I was trying sklearn pipeline for the first time and using Titanic dataset. I want to first impute missing value in Embarked and then do one hot encoding. While in Sex attribute, I just want to do one hot encoding. So, I have the below steps in which two steps are for Embarked. But it is not working as expected as the Embarked column remains in addition to its one hot encoding as shown in the output(column having 'S').
If I do imputation and one hot encoding for Embarked in single step, it is working as expected.
What is the reason behind this or I am doing something wrong?

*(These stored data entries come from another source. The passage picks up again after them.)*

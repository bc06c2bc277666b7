//! Schema metadata consumed by the compiler and the DDL translators.
//!
//! Entities register an explicit descriptor through [`Entity::describe`]; the
//! [`SchemaCache`] builds it once per type and shares it afterwards.
//!
//! # Example
//! ```
//! use sqlweave::schema::{Entity, FieldDefinition, LogicalType, SchemaCache, TableBuilder, TableDefinition};
//!
//! struct Order;
//!
//! impl Entity for Order {
//!     fn describe() -> TableBuilder {
//!         TableDefinition::builder("Order")
//!             .table_name("Orders")
//!             .field(FieldDefinition::new("Id", LogicalType::Integer).primary_key().identity())
//!             .field(FieldDefinition::new("Amount", LogicalType::Double))
//!     }
//! }
//!
//! let cache = SchemaCache::new();
//! let table = cache.table::<Order>().unwrap();
//! assert_eq!(table.name(), "Orders");
//! ```

pub mod cache;
pub mod field;
pub mod table;
pub mod types;

pub use self::cache::{Entity, SchemaCache};
pub use self::field::{FieldDefinition, Identity, IndexSpec, Reference};
pub use self::table::{IndexDefinition, TableBuilder, TableDefinition};
pub use self::types::LogicalType;
//! Parameter binder.

use serde::ser::{Serialize, SerializeMap, Serializer};

use crate::ast::Value;

/// Ordered placeholder → value table owned by one query.
///
/// Keys are `<tag>p<n>` where `n` is the count at insertion time. Keys are never
/// reused or renumbered.
#[derive(Debug, Clone, PartialEq)]
pub struct Parameters {
    tag: &'static str,
    entries: Vec<(String, Value)>,
}

impl Default for Parameters {
    fn default() -> Self {
        Self::new("@")
    }
}

impl Parameters {
    /// Create an empty binder emitting `tag` as the placeholder prefix.
    pub fn new(tag: &'static str) -> Self {
        Self {
            tag,
            entries: Vec::new(),
        }
    }

    /// Bind `value` and return its placeholder. Equal values get distinct placeholders.
    pub fn add(&mut self, value: impl Into<Value>) -> String {
        let key = format!("{}p{}", self.tag, self.entries.len());
        self.entries.push((key.clone(), value.into()));
        key
    }

    /// Append the entries of `other` without renumbering.
    ///
    /// The caller guarantees the two key spaces do not collide.
    pub fn merge(&mut self, other: Parameters) {
        self.entries.extend(other.entries);
    }

    pub fn get(&self, key: &str) -> Option<&Value> {
        self.entries.iter().find(|(k, _)| k == key).map(|(_, v)| v)
    }

    pub fn tag(&self) -> &'static str {
        self.tag
    }

    pub fn len(&self) -> usize {
        self.entries.len()
    }

    pub fn is_empty(&self) -> bool {
        self.entries.is_empty()
    }

    pub fn iter(&self) -> impl Iterator<Item = (&str, &Value)> {
        self.entries.iter().map(|(k, v)| (k.as_str(), v))
    }

    pub fn values(&self) -> impl Iterator<Item = &Value> {
        self.entries.iter().map(|(_, v)| v)
    }

    pub fn into_vec(self) -> Vec<(String, Value)> {
        self.entries
    }
}

impl Serialize for Parameters {
    fn serialize<S: Serializer>(&self, serializer: S) -> Result<S::Ok, S::Error> {
        let mut map = serializer.serialize_map(Some(self.entries.len()))?;
        for (k, v) in &self.entries {
            map.serialize_entry(k, v)?;
        }
        map.end()
    }
}

impl<'a> IntoIterator for &'a Parameters {
    type Item = &'a (String, Value);
    type IntoIter = std::slice::Iter<'a, (String, Value)>;

    fn into_iter(self) -> Self::IntoIter {
        self.entries.iter()
    }
}

#[cfg(test)]
mod tests {
    use super::*;
    use pretty_assertions::assert_eq;

    #[test]
    fn test_keys_are_positional() {
        let mut params = Parameters::default();
        assert_eq!(params.add(1), "@p0");
        assert_eq!(params.add(1), "@p1");
        assert_eq!(params.add("x"), "@p2");
        assert_eq!(params.get("@p1"), Some(&Value::Int(1)));
        assert_eq!(params.len(), 3);
    }

    #[test]
    fn test_tag_prefix() {
        let mut params = Parameters::new(":");
        assert_eq!(params.add(true), ":p0");
    }

    #[test]
    fn test_merge_concatenates_without_renumbering() {
        let mut a = Parameters::default();
        a.add(1);
        let mut b = Parameters::default();
        b.add(2);
        a.merge(b);

        let keys: Vec<&str> = a.iter().map(|(k, _)| k).collect();
        assert_eq!(keys, vec!["@p0", "@p0"]);
        assert_eq!(a.len(), 2);
    }

    #[test]
    fn test_serializes_as_ordered_map() {
        let mut params = Parameters::default();
        params.add(10);
        params.add("x");
        let json = serde_json::to_string(&params).unwrap();
        assert_eq!(json, r#"{"@p0":{"Int":10},"@p1":{"String":"x"}}"#);
    }
}
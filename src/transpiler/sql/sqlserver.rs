use crate::config::TranslatorOptions;
use crate::error::WeaveResult;
use crate::query::QueryParts;
use crate::schema::{FieldDefinition, Identity, IndexDefinition, LogicalType, TableDefinition};
use crate::transpiler::ddl::{self, quote_literal};
use crate::transpiler::params::Parameters;
use crate::transpiler::traits::SqlTranslator;

#[derive(Debug, Clone, Default)]
pub struct SqlServerTranslator {
    options: TranslatorOptions,
}

impl SqlServerTranslator {
    pub fn new(options: TranslatorOptions) -> Self {
        Self { options }
    }
}

/// Unicode string literal.
fn n(value: &str) -> String {
    format!("N{}", quote_literal(value))
}

impl SqlTranslator for SqlServerTranslator {
    fn name(&self) -> &'static str {
        "SqlServer"
    }

    fn options(&self) -> &TranslatorOptions {
        &self.options
    }

    fn quote_identifier(&self, name: &str) -> String {
        format!("[{}]", name.replace(']', "]]"))
    }

    fn selectable_table(&self, table: &str) -> String {
        if self.options.sqlserver_nolock {
            format!("{} WITH (NOLOCK)", self.table_name(table))
        } else {
            self.table_name(table)
        }
    }

    fn bool_literal(&self, value: bool) -> String {
        if value { "1" } else { "0" }.to_string()
    }

    fn string_concat(&self, lhs: &str, rhs: &str) -> String {
        format!("({} + {})", lhs, rhs)
    }

    fn null_function(&self) -> &'static str {
        "ISNULL"
    }

    fn length_function(&self) -> &'static str {
        "LEN"
    }

    fn trim(&self, operand: &str) -> String {
        format!("LTRIM(RTRIM({}))", operand)
    }

    fn top(&self, parts: &mut QueryParts, _params: &mut Parameters, n: u64) {
        parts.select_format.top = Some(n);
    }

    fn paginate(&self, parts: &mut QueryParts, _params: &mut Parameters, size: u64, page: u64) {
        let offset = size.saturating_mul(page.saturating_sub(1));
        parts.end_clause = format!("OFFSET {} ROWS FETCH NEXT {} ROWS ONLY", offset, size);
    }

    /// OFFSET ... FETCH is only valid after an ORDER BY.
    fn default_order_by(&self) -> Option<&'static str> {
        Some("(SELECT NULL)")
    }

    fn type_name(&self, ty: LogicalType, size: u32, precision: u32, _casting: bool) -> String {
        match ty {
            LogicalType::Boolean => "BIT".into(),
            LogicalType::Short => "SMALLINT".into(),
            LogicalType::Integer => "INT".into(),
            LogicalType::Long => "BIGINT".into(),
            LogicalType::Float => "REAL".into(),
            LogicalType::Double => "FLOAT".into(),
            LogicalType::Decimal => format!("DECIMAL({}, {})", ddl::decimal_digits(size), precision),
            LogicalType::String if size > 0 => format!("NVARCHAR({})", size),
            LogicalType::String => "NVARCHAR(MAX)".into(),
            LogicalType::DateTime => "DATETIME2".into(),
            LogicalType::Guid => "UNIQUEIDENTIFIER".into(),
            LogicalType::Binary if size > 0 => format!("VARBINARY({})", size),
            LogicalType::Binary => "VARBINARY(MAX)".into(),
        }
    }

    fn identity_clause(&self, identity: &Identity) -> Option<String> {
        Some(format!("IDENTITY({},{})", identity.start, identity.increment))
    }

    fn create_table_statement(&self, table: &TableDefinition, if_not_exists: bool) -> WeaveResult<String> {
        let create = format!("CREATE TABLE {}", ddl::table_body(self, table));
        if !if_not_exists {
            return Ok(create);
        }
        Ok(format!("IF OBJECT_ID({}, N'U') IS NULL\n{}", n(table.name()), create))
    }

    fn drop_table_if_exists(&self, table: &TableDefinition) -> WeaveResult<Vec<String>> {
        Ok(vec![format!(
            "IF OBJECT_ID({}, N'U') IS NOT NULL DROP TABLE {}",
            n(table.name()),
            self.table_name(table.name())
        )])
    }

    fn create_column(&self, table: &TableDefinition, field: &FieldDefinition) -> WeaveResult<String> {
        Ok(format!(
            "ALTER TABLE {} ADD {}",
            self.table_name(table.name()),
            self.column_definition(table, field)
        ))
    }

    fn create_column_if_not_exists(&self, table: &TableDefinition, field: &FieldDefinition) -> WeaveResult<String> {
        Ok(format!(
            "IF COL_LENGTH({}, {}) IS NULL {}",
            n(table.name()),
            n(&field.name),
            self.create_column(table, field)?
        ))
    }

    fn drop_column_if_exists(&self, table: &str, column: &str) -> WeaveResult<String> {
        Ok(format!(
            "IF COL_LENGTH({}, {}) IS NOT NULL {}",
            n(table),
            n(column),
            self.drop_column(table, column)?
        ))
    }

    fn create_index_if_not_exists(&self, table: &TableDefinition, index: &IndexDefinition) -> WeaveResult<String> {
        let name = ddl::index_name(self, table, index);
        Ok(format!(
            "IF NOT EXISTS (SELECT * FROM sys.indexes WHERE name = {} AND object_id = OBJECT_ID({})) {}",
            n(&name),
            n(table.name()),
            self.create_index(table, index)?
        ))
    }

    fn drop_index(&self, table: &str, index: &str) -> WeaveResult<String> {
        Ok(format!(
            "DROP INDEX {} ON {}",
            self.quote_identifier(index),
            self.table_name(table)
        ))
    }

    fn drop_index_if_exists(&self, table: &str, index: &str) -> WeaveResult<String> {
        Ok(format!(
            "IF EXISTS (SELECT * FROM sys.indexes WHERE name = {} AND object_id = OBJECT_ID({})) {}",
            n(index),
            n(table),
            self.drop_index(table, index)?
        ))
    }

    fn create_foreign_key_if_not_exists(&self, table: &TableDefinition, field: &FieldDefinition) -> WeaveResult<String> {
        let name = ddl::foreign_key_name(self, table, field)?;
        Ok(format!(
            "IF OBJECT_ID({}, N'F') IS NULL {}",
            n(&name),
            self.create_foreign_key(table, field)?
        ))
    }

    fn drop_foreign_key_if_exists(&self, table: &str, name: &str) -> WeaveResult<String> {
        Ok(format!(
            "IF OBJECT_ID({}, N'F') IS NOT NULL {}",
            n(name),
            self.drop_foreign_key(table, name)?
        ))
    }

    fn create_database_if_not_exists(&self, name: &str) -> WeaveResult<String> {
        Ok(format!(
            "IF DB_ID({}) IS NULL CREATE DATABASE {}",
            n(name),
            self.quote_identifier(name)
        ))
    }

    fn drop_database_if_exists(&self, name: &str) -> WeaveResult<String> {
        Ok(format!(
            "IF DB_ID({}) IS NOT NULL DROP DATABASE {}",
            n(name),
            self.quote_identifier(name)
        ))
    }

    fn database_exists(&self, name: &str) -> WeaveResult<String> {
        Ok(format!("SELECT COUNT(*) FROM sys.databases WHERE name = {}", n(name)))
    }

    fn table_exists(&self, table: &str) -> WeaveResult<String> {
        Ok(format!(
            "SELECT CASE WHEN OBJECT_ID({}, N'U') IS NULL THEN 0 ELSE 1 END",
            n(table)
        ))
    }

    fn column_exists(&self, table: &str, column: &str) -> WeaveResult<String> {
        Ok(format!(
            "SELECT COUNT(*) FROM sys.columns WHERE object_id = OBJECT_ID({}) AND name = {}",
            n(table),
            n(column)
        ))
    }

    fn index_exists(&self, table: &str, index: &str) -> WeaveResult<String> {
        Ok(format!(
            "SELECT COUNT(*) FROM sys.indexes WHERE object_id = OBJECT_ID({}) AND name = {}",
            n(table),
            n(index)
        ))
    }

    fn foreign_key_exists(&self, table: &str, name: &str) -> WeaveResult<String> {
        Ok(format!(
            "SELECT COUNT(*) FROM sys.foreign_keys WHERE parent_object_id = OBJECT_ID({}) AND name = {}",
            n(table),
            n(name)
        ))
    }

    fn returning_identity(&self, insert: &str, _column: &str) -> Option<String> {
        Some(format!("{}; SELECT SCOPE_IDENTITY()", insert))
    }
}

Also, I didn't find any information related to this.
categorical_cols_impute = ['Embarked']
categorical_impute = Pipeline([
("mode_impute", SimpleImputer(missing_values=np.nan, strategy='constant', fill_value='S')),
# ("one_hot", OneHotEncoder(sparse=False))
])
categorical_cols = ['Embarked', 'Sex']
categorical_one_hot = Pipeline([
("one_hot", OneHotEncoder(sparse=False))
])
preprocesor = ColumnTransformer([
("cat_impute", categorical_impute, categorical_cols_impute),
("cat_one_hot", categorical_one_hot, categorical_cols)
], remainder="passthrough")
pipe = Pipeline([
("preprocessor", preprocesor),
# ("model", RandomForestClassifier(random_state=0))
])